Photoacoustic microscopy of coal macerals

Photoacoustic microscopy, in which laser-light energy absorbed by coal macerals is converted into thermal energy, has recently emerged as an in-situ technique for coal maceral characterization. By employing two possible detection modes, different thermal properties can be measured and correlated with the material properties of the coal macerals.
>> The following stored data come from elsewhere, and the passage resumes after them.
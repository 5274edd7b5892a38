// SPDX-License-Identifier: AGPL-3.0-or-later
//
// Copyright (C) 2026 Relational Network

//! Content encryption algorithms (JWE `enc`).
//!
//! Both families are AEAD constructions: the encoded protected header is the
//! additional authenticated data and the tag travels in the last compact
//! segment.

use aes::cipher::block_padding::Pkcs7;
use aes::cipher::{BlockDecryptMut, BlockEncryptMut, KeyIvInit};
use aes::{Aes128, Aes192, Aes256};
use aes_gcm::aead::consts::U12;
use aes_gcm::aead::generic_array::GenericArray;
use aes_gcm::aead::{AeadInPlace, KeyInit};
use aes_gcm::{Aes128Gcm, Aes256Gcm, AesGcm};
use rand_core::{OsRng, RngCore};
use zeroize::Zeroizing;

use super::error::JoseError;
use super::hash::{hmac, hmac_verify, ShaVariant};

type Aes192Gcm = AesGcm<Aes192, U12>;

const GCM_IV_LEN: usize = 12;
const GCM_TAG_LEN: usize = 16;
const CBC_IV_LEN: usize = 16;

/// A JWE content encryption algorithm.
pub trait ContentEncryptionAlgorithm: Send + Sync {
    /// Canonical `enc` identifier.
    fn id(&self) -> &str;

    /// Content encryption key length in bytes.
    fn key_len(&self) -> usize;

    /// Initialization vector length in bytes.
    fn iv_len(&self) -> usize;

    /// Encrypt `plaintext`, returning `(ciphertext, tag)`.
    fn encrypt(
        &self,
        cek: &[u8],
        iv: &[u8],
        aad: &[u8],
        plaintext: &[u8],
    ) -> Result<(Vec<u8>, Vec<u8>), JoseError>;

    /// Authenticate and decrypt. The tag is checked before any plaintext is
    /// produced.
    fn decrypt(
        &self,
        cek: &[u8],
        iv: &[u8],
        aad: &[u8],
        ciphertext: &[u8],
        tag: &[u8],
    ) -> Result<Vec<u8>, JoseError>;

    /// Fresh random content encryption key.
    fn generate_cek(&self) -> Zeroizing<Vec<u8>> {
        Zeroizing::new(random_bytes(self.key_len()))
    }

    /// Fresh random IV.
    fn generate_iv(&self) -> Vec<u8> {
        random_bytes(self.iv_len())
    }
}

/// `len` bytes from the OS random source.
pub(crate) fn random_bytes(len: usize) -> Vec<u8> {
    let mut bytes = vec![0u8; len];
    OsRng.fill_bytes(&mut bytes);
    bytes
}

// =============================================================================
// AES-GCM
// =============================================================================

macro_rules! gcm_seal {
    ($cipher:ty, $key:expr, $iv:expr, $aad:expr, $plaintext:expr) => {{
        let cipher = <$cipher>::new_from_slice($key)
            .map_err(|_| JoseError::invalid_key("AES-GCM", "bad key length"))?;
        let mut buffer = $plaintext.to_vec();
        let tag = cipher
            .encrypt_in_place_detached(GenericArray::from_slice($iv), $aad, &mut buffer)
            .map_err(|_| JoseError::Crypto("aes-gcm encryption failed"))?;
        (buffer, tag.to_vec())
    }};
}

macro_rules! gcm_open {
    ($cipher:ty, $key:expr, $iv:expr, $aad:expr, $ciphertext:expr, $tag:expr) => {{
        let cipher = <$cipher>::new_from_slice($key)
            .map_err(|_| JoseError::invalid_key("AES-GCM", "bad key length"))?;
        let mut buffer = $ciphertext.to_vec();
        cipher
            .decrypt_in_place_detached(
                GenericArray::from_slice($iv),
                $aad,
                &mut buffer,
                GenericArray::from_slice($tag),
            )
            .map_err(|_| JoseError::Crypto("aes-gcm authentication failed"))?;
        buffer
    }};
}

/// AES-GCM encryption with a detached tag; the key size selects AES-128/192/256.
pub(crate) fn gcm_encrypt(
    key: &[u8],
    iv: &[u8],
    aad: &[u8],
    plaintext: &[u8],
) -> Result<(Vec<u8>, Vec<u8>), JoseError> {
    if iv.len() != GCM_IV_LEN {
        return Err(JoseError::Crypto("aes-gcm iv must be 96 bits"));
    }
    let sealed = match key.len() {
        16 => gcm_seal!(Aes128Gcm, key, iv, aad, plaintext),
        24 => gcm_seal!(Aes192Gcm, key, iv, aad, plaintext),
        32 => gcm_seal!(Aes256Gcm, key, iv, aad, plaintext),
        _ => return Err(JoseError::invalid_key("AES-GCM", "key must be 128, 192 or 256 bits")),
    };
    Ok(sealed)
}

/// Inverse of [`gcm_encrypt`].
pub(crate) fn gcm_decrypt(
    key: &[u8],
    iv: &[u8],
    aad: &[u8],
    ciphertext: &[u8],
    tag: &[u8],
) -> Result<Vec<u8>, JoseError> {
    if iv.len() != GCM_IV_LEN || tag.len() != GCM_TAG_LEN {
        return Err(JoseError::Crypto("aes-gcm iv or tag has the wrong length"));
    }
    let opened = match key.len() {
        16 => gcm_open!(Aes128Gcm, key, iv, aad, ciphertext, tag),
        24 => gcm_open!(Aes192Gcm, key, iv, aad, ciphertext, tag),
        32 => gcm_open!(Aes256Gcm, key, iv, aad, ciphertext, tag),
        _ => return Err(JoseError::invalid_key("AES-GCM", "key must be 128, 192 or 256 bits")),
    };
    Ok(opened)
}

/// A128GCM, A192GCM and A256GCM.
#[derive(Debug, Clone, Copy)]
pub struct AesGcmContent {
    id: &'static str,
    key_len: usize,
}

impl AesGcmContent {
    pub const fn new(id: &'static str, key_len: usize) -> Self {
        Self { id, key_len }
    }

    fn check_key(&self, cek: &[u8]) -> Result<(), JoseError> {
        if cek.len() != self.key_len {
            return Err(JoseError::invalid_key(
                self.id,
                format!("content key must be {} bytes", self.key_len),
            ));
        }
        Ok(())
    }
}

impl ContentEncryptionAlgorithm for AesGcmContent {
    fn id(&self) -> &str {
        self.id
    }

    fn key_len(&self) -> usize {
        self.key_len
    }

    fn iv_len(&self) -> usize {
        GCM_IV_LEN
    }

    fn encrypt(
        &self,
        cek: &[u8],
        iv: &[u8],
        aad: &[u8],
        plaintext: &[u8],
    ) -> Result<(Vec<u8>, Vec<u8>), JoseError> {
        self.check_key(cek)?;
        gcm_encrypt(cek, iv, aad, plaintext)
    }

    fn decrypt(
        &self,
        cek: &[u8],
        iv: &[u8],
        aad: &[u8],
        ciphertext: &[u8],
        tag: &[u8],
    ) -> Result<Vec<u8>, JoseError> {
        self.check_key(cek)?;
        gcm_decrypt(cek, iv, aad, ciphertext, tag)
    }
}

// =============================================================================
// AES-CBC + HMAC-SHA-2 (RFC 7518 section 5.2)
// =============================================================================

/// A128CBC-HS256, A192CBC-HS384 and A256CBC-HS512.
///
/// The CEK is split in half: the first half keys the HMAC, the second half
/// keys AES-CBC. The tag is the first half of
/// `HMAC(AAD || IV || ciphertext || AL)` where `AL` is the AAD length in bits
/// as a 64-bit big-endian integer.
#[derive(Debug, Clone, Copy)]
pub struct AesCbcHmacContent {
    id: &'static str,
    hash: ShaVariant,
}

impl AesCbcHmacContent {
    pub const fn new(id: &'static str, hash: ShaVariant) -> Self {
        Self { id, hash }
    }

    fn half(&self) -> usize {
        self.hash.output_len() / 2
    }

    fn split_key<'k>(&self, cek: &'k [u8]) -> Result<(&'k [u8], &'k [u8]), JoseError> {
        if cek.len() != self.key_len() {
            return Err(JoseError::invalid_key(
                self.id,
                format!("content key must be {} bytes", self.key_len()),
            ));
        }
        Ok(cek.split_at(self.half()))
    }

    fn mac_input_len(aad: &[u8]) -> [u8; 8] {
        ((aad.len() as u64) * 8).to_be_bytes()
    }
}

macro_rules! cbc_encrypt {
    ($cipher:ty, $key:expr, $iv:expr, $plaintext:expr) => {
        cbc::Encryptor::<$cipher>::new_from_slices($key, $iv)
            .map(|enc| enc.encrypt_padded_vec_mut::<Pkcs7>($plaintext))
            .map_err(|_| JoseError::Crypto("aes-cbc key or iv has the wrong length"))
    };
}

macro_rules! cbc_decrypt {
    ($cipher:ty, $key:expr, $iv:expr, $ciphertext:expr) => {
        cbc::Decryptor::<$cipher>::new_from_slices($key, $iv)
            .map_err(|_| JoseError::Crypto("aes-cbc key or iv has the wrong length"))
            .and_then(|dec| {
                dec.decrypt_padded_vec_mut::<Pkcs7>($ciphertext)
                    .map_err(|_| JoseError::Crypto("aes-cbc padding is invalid"))
            })
    };
}

impl ContentEncryptionAlgorithm for AesCbcHmacContent {
    fn id(&self) -> &str {
        self.id
    }

    fn key_len(&self) -> usize {
        self.hash.output_len()
    }

    fn iv_len(&self) -> usize {
        CBC_IV_LEN
    }

    fn encrypt(
        &self,
        cek: &[u8],
        iv: &[u8],
        aad: &[u8],
        plaintext: &[u8],
    ) -> Result<(Vec<u8>, Vec<u8>), JoseError> {
        let (mac_key, enc_key) = self.split_key(cek)?;
        let ciphertext = match self.hash {
            ShaVariant::Sha256 => cbc_encrypt!(Aes128, enc_key, iv, plaintext),
            ShaVariant::Sha384 => cbc_encrypt!(Aes192, enc_key, iv, plaintext),
            ShaVariant::Sha512 => cbc_encrypt!(Aes256, enc_key, iv, plaintext),
        }?;

        let al = Self::mac_input_len(aad);
        let mut tag = hmac(self.hash, mac_key, &[aad, iv, &ciphertext, &al])
            .ok_or(JoseError::Crypto("hmac computation failed"))?;
        tag.truncate(self.half());
        Ok((ciphertext, tag))
    }

    fn decrypt(
        &self,
        cek: &[u8],
        iv: &[u8],
        aad: &[u8],
        ciphertext: &[u8],
        tag: &[u8],
    ) -> Result<Vec<u8>, JoseError> {
        let (mac_key, enc_key) = self.split_key(cek)?;
        let al = Self::mac_input_len(aad);
        if tag.len() != self.half()
            || !hmac_verify(self.hash, mac_key, &[aad, iv, ciphertext, &al], tag)
        {
            return Err(JoseError::Crypto("authentication tag mismatch"));
        }

        match self.hash {
            ShaVariant::Sha256 => cbc_decrypt!(Aes128, enc_key, iv, ciphertext),
            ShaVariant::Sha384 => cbc_decrypt!(Aes192, enc_key, iv, ciphertext),
            ShaVariant::Sha512 => cbc_decrypt!(Aes256, enc_key, iv, ciphertext),
        }
    }
}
For the piezoelectric detection method, the photoacoustic signal is proportional to $\text{aB}\text{pc}$, where a is the coefficient of thermal expansion, B is the bulk modulus, p is the mass density, and c is the specific heat capacity of the maceral. The second method employs a gas microphone where the photoacoustic signal is proportional to $\text{l}\text{√Kpc}$, where K is the thermal conductivity. Photoacoustic data gathered by both methods on vitrinite and pseudovitrinite macerals from Appalachian basin coals agree with values predicted from known values of a, B, p and c. Data indicate that the thermal-elastic and thermal-conductance properties vary in a systematic manner from low- to high-rank coals. Throughout the entire rank range up to 92% carbon, vitrinite exhibits a significantly different photoacoustic response than pseudovitrinite. The photoacoustic measurements reflect the chemical composition and molecular structure of the individual coal macerals.